If you own and operate a small business, there’s a big bucket list of things you need to do to maintain operations and to keep afloat. No matter whether you run a retail shop or you specialise in web development, content marketing, or you’re an independent tradie plumber or electrician, all businesses need accounting.

Accounting is the ‘language’ of business, which can give you insights into your profitability, liabilities, expenditures, and cash flow. The problem for many, however, is that you’re likely busy running the day-to-day operations and creating value for your customers, so you may not have the time or resources to devote to the ‘boring’ accounting and bookkeeping tasks.

Failing to plan accordingly is planning to fail, so keep these do’s and don’ts in mind for small business accounting:

01. Do: Keep Records of All Transactions

Regardless of the sector or industry you work in, you must keep records of all business transactions. Whether it’s a printout from your point-of-sale (POS) machine in a shop or restaurant or various receipts and invoices, having a clear record of every transaction in black and white is essential for bookkeeping and for your accounting.

Keep in mind that a lot of transactions are essential for running your business, even small ones, and in many cases you can claim these as business deductions when it comes to tax time. For example, purchasing a new computer or even purchasing a business account for Skype or Zoom can often be written off as tax-deductible if used for business purposes.

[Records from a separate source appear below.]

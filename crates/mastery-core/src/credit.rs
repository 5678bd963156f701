//! Credit model: how much one solve is worth, and how that worth fades as it
//! propagates back to prerequisite topics.

use crate::ancestry::AncestryMap;
use crate::model::{SolveAttributes, Submission};

/// Recovery rate of the attempts penalty.
pub const ATTEMPT_DECAY: f64 = 0.1;

/// Credit kept per hop away from the solved topic.
pub const PROPAGATION_DECAY: f64 = 0.75;

/// Rating after the attempts penalty.
///
/// A first-try solve keeps its full rating. Later solves recover toward half
/// credit: `rating * (0.5 + 0.5 * e^(-0.1 * (attempts - 1)))`.
pub fn base_rating(rating: u32, attempts: u32) -> f64 {
    let rating = f64::from(rating);
    if attempts <= 1 {
        return rating;
    }
    let modifier = 0.5 + 0.5 * (-ATTEMPT_DECAY * f64::from(attempts - 1)).exp();
    rating * modifier
}

/// `0.75^distance`.
pub fn propagation_multiplier(distance: u32) -> f64 {
    PROPAGATION_DECAY.powi(distance as i32)
}

/// Shortest distance from any of `topics` back to `goal`, or `None` if
/// `goal` is a prerequisite of none of them.
pub fn propagation_distance<S: AsRef<str>>(
    topics: &[S],
    goal: &str,
    ancestry: &AncestryMap,
) -> Option<u32> {
    topics
        .iter()
        .filter_map(|t| ancestry.distance(t.as_ref(), goal))
        .min()
}

/// Credit `submission` carries toward `goal`, if any.
pub fn solve_attributes(
    submission: &Submission,
    goal: &str,
    ancestry: &AncestryMap,
) -> Option<SolveAttributes> {
    let distance = propagation_distance(&submission.topic_slugs, goal, ancestry)?;
    Some(SolveAttributes {
        base_rating: base_rating(submission.rating, submission.attempts),
        multiplier: propagation_multiplier(distance),
    })
}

02. Don’t: Mix Personal and Business Spending

This one should be somewhat obvious, but often by accident, many business owners mix personal and business spending with different bank cards or credit cards. The problem might not seem so evident at first, but come tax time it’ll create a headache when you’ve got to sort out the taxable income of yourself and of your business.

Have separate bank accounts for business and private expenses and always record any transactions between the two.

03. Do: Invest in Your Business

Investing in capital assets like machinery, supplies, and other equipment is necessary for the operation of your business, but it’s also important to invest time and resources into value creation. What this means is that you should be spending the bulk of your daily time reaching out to customers/clients, providing quality goods and services, and constantly improving your business processes.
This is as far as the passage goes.